Si vorrebbe accreditare la tesi di un De Gasperi debole nella reazione verso il comunismo e silenzioso sulle foibe per non inimicarsi i comunisti italiani (che, peraltro, delle foibe non avevano responsabilità). Si dimentica che fu De Gasperi, vincendo le titubanze del suo stesso partito, a estromettere dal governo nel maggio 1947 i comunisti e i socialisti di Nenni. Tito, inoltre, dopo la stagione di fraternità totale con i compagni sovietici (insieme a loro infierì su Togliatti e Co. per essersi lasciati escludere dal “potere”), iniziò una lenta marcia di sganciamento, dando qualche effettiva consistenza al Movimento dei non allineati, sul piano internazionale. Noi (anche come Alleanza atlantica) avevamo tutto l’interesse a questa distinzione. Posso aggiungere che man mano che i sovietici compirono le nequizie in Cecoslovacchia e in Ungheria, Tito accentuò il suo distacco. Ebbe anzi contatti con noi per poter rafforzare la difesa della Iugoslavia nella esclusiva direzione Est. La rottura, anche formale, con Krusciov fu importante e significativa.
Ma vi è un altro motivo per respingere i giudizi antidegasperiani che si fanno circolare.
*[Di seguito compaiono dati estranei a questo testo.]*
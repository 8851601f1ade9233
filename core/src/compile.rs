//! Schema compilation into key builders.
//!
//! [`KeyBuilder::compile`] walks a [`NestedSchema`] once, top-down, carrying
//! the resolved path prefix, and produces a [`CompiledTree`] of the same
//! shape:
//!
//! - a [`KeyDefinition`](crate::KeyDefinition) becomes a [`KeyFn`] holding
//!   its full path template;
//! - a [`ParameterizedNode`](crate::ParameterizedNode) becomes a
//!   [`ParameterizeFn`] that resolves its placeholders and compiles the gated
//!   schema on every call;
//! - a nested schema becomes a nested [`CompiledTree`].
//!
//! Compiled values are immutable and `Send + Sync`; a tree can be shared
//! across threads and called concurrently without coordination.
//!
//! # Examples
//!
//! ```
//! use keyschema_core::*;
//!
//! let schema = NestedSchema::new()
//!     .key("user", key!["user", Placeholder::string("id")])
//!     .parameterized(
//!         "a",
//!         parameterize(Placeholder::string("t"), NestedSchema::new().key("b", key!["b"])).unwrap(),
//!     );
//!
//! let keys = KeyBuilder::default().compile(&schema);
//! assert_eq!(keys.key("user").unwrap().build(&args! { "id" => "42" }).unwrap(), "user:42");
//!
//! let arrow = KeyBuilder::new(BuilderConfig::with_separator("->")).compile(&schema);
//! let sub = arrow.parameterized("a").unwrap().apply(&args! { "t" => "9" }).unwrap();
//! assert_eq!(sub.key("b").unwrap().build_static().unwrap(), "a->9->b");
//! ```

use std::collections::BTreeMap;
use std::sync::Arc;

use serde::{Deserialize, Serialize};
use tracing::{debug, warn};

use crate::error::{MissingArgumentError, ResolveError};
use crate::types::{KeyDefinition, KeyPart, NestedSchema, Placeholder, SchemaNode};
use crate::value::Args;

/// Separator used when none is configured.
pub const DEFAULT_SEPARATOR: &str = ":";

/// Options for [`KeyBuilder`].
///
/// # Examples
///
/// ```
/// use keyschema_core::BuilderConfig;
///
/// assert_eq!(BuilderConfig::default().separator, ":");
///
/// let config: BuilderConfig = serde_json::from_str("{}").unwrap();
/// assert_eq!(config.separator, ":");
/// ```
#[derive(Debug, Clone, PartialEq, Eq, Serialize, Deserialize)]
#[serde(default)]
pub struct BuilderConfig {
    /// Text placed between path segments.
    pub separator: String,
}

impl BuilderConfig {
    /// Config with a custom separator.
    pub fn with_separator(separator: impl Into<String>) -> Self {
        Self {
            separator: separator.into(),
        }
    }
}

impl Default for BuilderConfig {
    fn default() -> Self {
        Self {
            separator: DEFAULT_SEPARATOR.to_string(),
        }
    }
}

/// Compiles schemas with a fixed separator.
///
/// Holds no state beyond the separator; each [`compile`](Self::compile) call
/// produces an independent tree.
#[derive(Debug, Clone)]
pub struct KeyBuilder {
    separator: Arc<str>,
}

impl KeyBuilder {
    /// Creates a builder bound to `config.separator`.
    pub fn new(config: BuilderConfig) -> Self {
        Self {
            separator: Arc::from(config.separator),
        }
    }

    /// The bound separator.
    pub fn separator(&self) -> &str {
        &self.separator
    }

    /// Compiles `schema` into a tree of key builders.
    ///
    /// Never fails: absent entries are skipped (with a diagnostic in debug
    /// builds) and every other entry kind has a compiled counterpart.
    pub fn compile(&self, schema: &NestedSchema) -> CompiledTree {
        compile_level(schema, &[], &self.separator)
    }
}

impl Default for KeyBuilder {
    fn default() -> Self {
        Self::new(BuilderConfig::default())
    }
}

/// Builder factory entry point; same as [`KeyBuilder::new`].
pub fn create_key_builder(config: BuilderConfig) -> KeyBuilder {
    KeyBuilder::new(config)
}

/// Process-wide development-mode indicator.
///
/// Skip diagnostics (absent or unrecognized schema entries) are only emitted
/// when this is `true`, which is the case in debug builds.
pub fn development_mode() -> bool {
    cfg!(debug_assertions)
}

fn compile_level(schema: &NestedSchema, prefix: &[String], separator: &Arc<str>) -> CompiledTree {
    let mut entries = BTreeMap::new();

    for (key, node) in schema.iter() {
        let Some(node) = node else {
            if development_mode() {
                warn!(
                    key = key,
                    prefix = %prefix.join(&**separator),
                    "Skipping absent schema entry"
                );
            }
            continue;
        };

        let entry = match node {
            SchemaNode::Parameterized(param) => CompiledEntry::Parameterized(ParameterizeFn {
                key: key.to_string(),
                prefix: prefix.to_vec(),
                placeholders: param.placeholders().to_vec(),
                schema: param.shared_schema(),
                separator: Arc::clone(separator),
            }),
            SchemaNode::Key(def) => CompiledEntry::Key(KeyFn::new(prefix, def, separator)),
            SchemaNode::Nested(nested) => {
                let mut child_prefix = prefix.to_vec();
                child_prefix.push(key.to_string());
                CompiledEntry::Nested(compile_level(nested, &child_prefix, separator))
            }
        };
        entries.insert(key.to_string(), entry);
    }

    CompiledTree { entries }
}

/// A compiled schema level.
#[derive(Debug, Clone, Default)]
pub struct CompiledTree {
    entries: BTreeMap<String, CompiledEntry>,
}

/// One compiled entry.
#[derive(Debug, Clone)]
pub enum CompiledEntry {
    /// Builds a key string.
    Key(KeyFn),
    /// Returns a freshly compiled sub-tree once its placeholders are supplied.
    Parameterized(ParameterizeFn),
    /// Static sub-tree.
    Nested(CompiledTree),
}

impl CompiledTree {
    /// Looks up an entry.
    pub fn get(&self, name: &str) -> Option<&CompiledEntry> {
        self.entries.get(name)
    }

    /// Looks up a key builder.
    pub fn key(&self, name: &str) -> Option<&KeyFn> {
        match self.entries.get(name)? {
            CompiledEntry::Key(f) => Some(f),
            _ => None,
        }
    }

    /// Looks up a parameterizing function.
    pub fn parameterized(&self, name: &str) -> Option<&ParameterizeFn> {
        match self.entries.get(name)? {
            CompiledEntry::Parameterized(f) => Some(f),
            _ => None,
        }
    }

    /// Looks up a static sub-tree.
    pub fn nested(&self, name: &str) -> Option<&CompiledTree> {
        match self.entries.get(name)? {
            CompiledEntry::Nested(tree) => Some(tree),
            _ => None,
        }
    }

    /// Returns `true` if an entry exists under `name`.
    pub fn contains(&self, name: &str) -> bool {
        self.entries.contains_key(name)
    }

    /// Entry names in order.
    pub fn names(&self) -> impl Iterator<Item = &str> {
        self.entries.keys().map(String::as_str)
    }

    /// Iterates entries in order.
    pub fn iter(&self) -> impl Iterator<Item = (&str, &CompiledEntry)> {
        self.entries.iter().map(|(name, entry)| (name.as_str(), entry))
    }

    /// Number of entries.
    pub fn len(&self) -> usize {
        self.entries.len()
    }

    /// Returns `true` if the tree has no entries.
    pub fn is_empty(&self) -> bool {
        self.entries.is_empty()
    }

    /// Walks `path` and builds the key at its end.
    ///
    /// Parameterizing functions on the way are applied with the same `args`,
    /// so one mapping supplies every placeholder along the path.
    ///
    /// # Errors
    ///
    /// See [`ResolveError`].
    ///
    /// # Examples
    ///
    /// ```
    /// use keyschema_core::*;
    ///
    /// let schema = NestedSchema::new().parameterized(
    ///     "posts",
    ///     parameterize(
    ///         Placeholder::string("post"),
    ///         NestedSchema::new().key("likes", key!["likes"]),
    ///     )
    ///     .unwrap(),
    /// );
    /// let keys = KeyBuilder::default().compile(&schema);
    /// let key = keys.resolve_key(&["posts", "likes"], &args! { "post" => "p1" }).unwrap();
    /// assert_eq!(key, "posts:p1:likes");
    /// ```
    pub fn resolve_key(&self, path: &[&str], args: &Args) -> Result<String, ResolveError> {
        if path.is_empty() {
            return Err(ResolveError::EmptyPath);
        }
        let mut walked = Vec::with_capacity(path.len());
        resolve_from(self, path, &mut walked, args)
    }
}

fn resolve_from(
    tree: &CompiledTree,
    path: &[&str],
    walked: &mut Vec<String>,
    args: &Args,
) -> Result<String, ResolveError> {
    let Some((head, rest)) = path.split_first() else {
        return Err(ResolveError::EmptyPath);
    };
    walked.push((*head).to_string());

    let entry = tree
        .get(head)
        .ok_or_else(|| ResolveError::UnknownEntry(walked.join(".")))?;

    match entry {
        CompiledEntry::Key(f) if rest.is_empty() => Ok(f.build(args)?),
        CompiledEntry::Key(_) => Err(ResolveError::NotATree(walked.join("."))),
        _ if rest.is_empty() => Err(ResolveError::NotAKey(walked.join("."))),
        CompiledEntry::Nested(child) => resolve_from(child, rest, walked, args),
        CompiledEntry::Parameterized(f) => {
            let child = f.apply(args)?;
            resolve_from(&child, rest, walked, args)
        }
    }
}

/// A compiled key builder.
///
/// Holds the full path template: the literal prefix resolved at compile time
/// followed by the definition's own parts. Only the definition's placeholders
/// are arguments; placeholders of enclosing parameterizations are already
/// literal text in the prefix.
#[derive(Debug, Clone)]
pub struct KeyFn {
    template: Vec<KeyPart>,
    local: Vec<Placeholder>,
    separator: Arc<str>,
}

impl KeyFn {
    fn new(prefix: &[String], def: &KeyDefinition, separator: &Arc<str>) -> Self {
        let template = prefix
            .iter()
            .cloned()
            .map(KeyPart::Literal)
            .chain(def.parts().iter().cloned())
            .collect();

        Self {
            template,
            local: def.placeholders().cloned().collect(),
            separator: Arc::clone(separator),
        }
    }

    /// Builds the key from `args`.
    ///
    /// Parts are emitted left to right. Empty literals are kept, so they
    /// produce adjacent separators.
    ///
    /// # Errors
    ///
    /// Returns [`MissingArgumentError`] for the first placeholder, in path
    /// order, that has no value or a null value.
    pub fn build(&self, args: &Args) -> Result<String, MissingArgumentError> {
        let mut tokens = Vec::with_capacity(self.template.len());
        for part in &self.template {
            match part {
                KeyPart::Literal(text) => tokens.push(text.clone()),
                KeyPart::Placeholder(p) => match args.get(p.name()) {
                    Some(value) => tokens.push(value.to_segment()),
                    None => return Err(MissingArgumentError::new(p.name(), self.template())),
                },
            }
        }
        Ok(tokens.join(&*self.separator))
    }

    /// Builds a key that takes no arguments.
    ///
    /// # Errors
    ///
    /// Returns [`MissingArgumentError`] if the key does have placeholders.
    pub fn build_static(&self) -> Result<String, MissingArgumentError> {
        self.build(&Args::new())
    }

    /// Returns `true` if the key needs arguments.
    pub fn takes_args(&self) -> bool {
        !self.local.is_empty()
    }

    /// Placeholders this key needs, in path order.
    pub fn required_args(&self) -> &[Placeholder] {
        &self.local
    }

    /// Path template with placeholders shown by name.
    pub fn template(&self) -> String {
        self.template
            .iter()
            .map(KeyPart::hint)
            .collect::<Vec<_>>()
            .join(&*self.separator)
    }

    /// Bound separator.
    pub fn separator(&self) -> &str {
        &self.separator
    }
}

/// A compiled parameterizing function.
///
/// Each [`apply`](Self::apply) call compiles the gated schema again; nothing
/// is cached between calls.
#[derive(Debug, Clone)]
pub struct ParameterizeFn {
    key: String,
    prefix: Vec<String>,
    placeholders: Vec<Placeholder>,
    schema: Arc<NestedSchema>,
    separator: Arc<str>,
}

impl ParameterizeFn {
    /// Resolves the placeholders and compiles the gated schema.
    ///
    /// The new prefix is the current prefix, this entry's key, then each
    /// resolved value in declared placeholder order.
    ///
    /// # Errors
    ///
    /// Returns [`MissingArgumentError`] for the first placeholder, in
    /// declared order, without a value; later placeholders are not looked
    /// at.
    pub fn apply(&self, args: &Args) -> Result<CompiledTree, MissingArgumentError> {
        let mut prefix = self.prefix.clone();
        prefix.push(self.key.clone());

        let mut values = Vec::with_capacity(self.placeholders.len());
        for p in &self.placeholders {
            match args.get(p.name()) {
                Some(value) => values.push(value.to_segment()),
                None => {
                    return Err(MissingArgumentError::new(
                        p.name(),
                        prefix.join(&*self.separator),
                    ));
                }
            }
        }
        prefix.extend(values);

        debug!(key = %self.key, prefix = %prefix.join(&*self.separator), "Compiling parameterized schema");
        Ok(compile_level(&self.schema, &prefix, &self.separator))
    }

    /// Entry name this function was compiled under.
    pub fn key(&self) -> &str {
        &self.key
    }

    /// Placeholders in declared order.
    pub fn placeholders(&self) -> &[Placeholder] {
        &self.placeholders
    }
}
Trieste e la Venezia Giulia erano state messe nella fase ultima della guerra a durissima prova da parte dei nazifascisti, con eccidi sconvolgenti di cui è prototipo quello della Risiera San Sabba. Utilizzare la denuncia di tutto questo in funzione di contrasto ai movimenti di destra poteva essere propagandisticamente utile; ma sommare due denunce (le foibe e la Risiera) non solo non era un disegno compensativo; ma si poneva in globale contrasto con la pacificazione cui in prospettiva saggiamente si mirava.
Del resto, la superiorità che definirei spirituale del presidente De Gasperi è ravvisabile in ogni suo comportamento. Citerò al riguardo un significativo episodio. Uno dei funzionari dell’ex Ministero della Cultura popolare rinvenne un giorno il massiccio registro di sovvenzioni mensili di cui avevano goduto intellettuali fino al 25 luglio 1943. Credette di essersi acquisito un grande merito, anche perché nessuno di essi era ora a noi vicino; mentre alcuni notissimi militavano con cipiglio a sinistra. Il presidente lo raggelò dicendo che la pubblicazione sarebbe stata nociva per il prestigio mondiale della cultura italiana. Fu anche per me una lezione di vita molto profonda.
... che molti – tutti presi dalle spire dell’antagonismo bipolare vigente – cerchino di attingere elementi di rissa da rievocazioni degli anni Quaranta e Cinquanta, quando l’Italia democratica dovette pagare il conto della politica del ventennio non democratico
Anche per questo mi urtano le saccenti speculazioni antidegasperiane di cui si tratta. Del resto, imperversano oggi troppi “neo”: neo-anticomunisti e neo-antifascisti.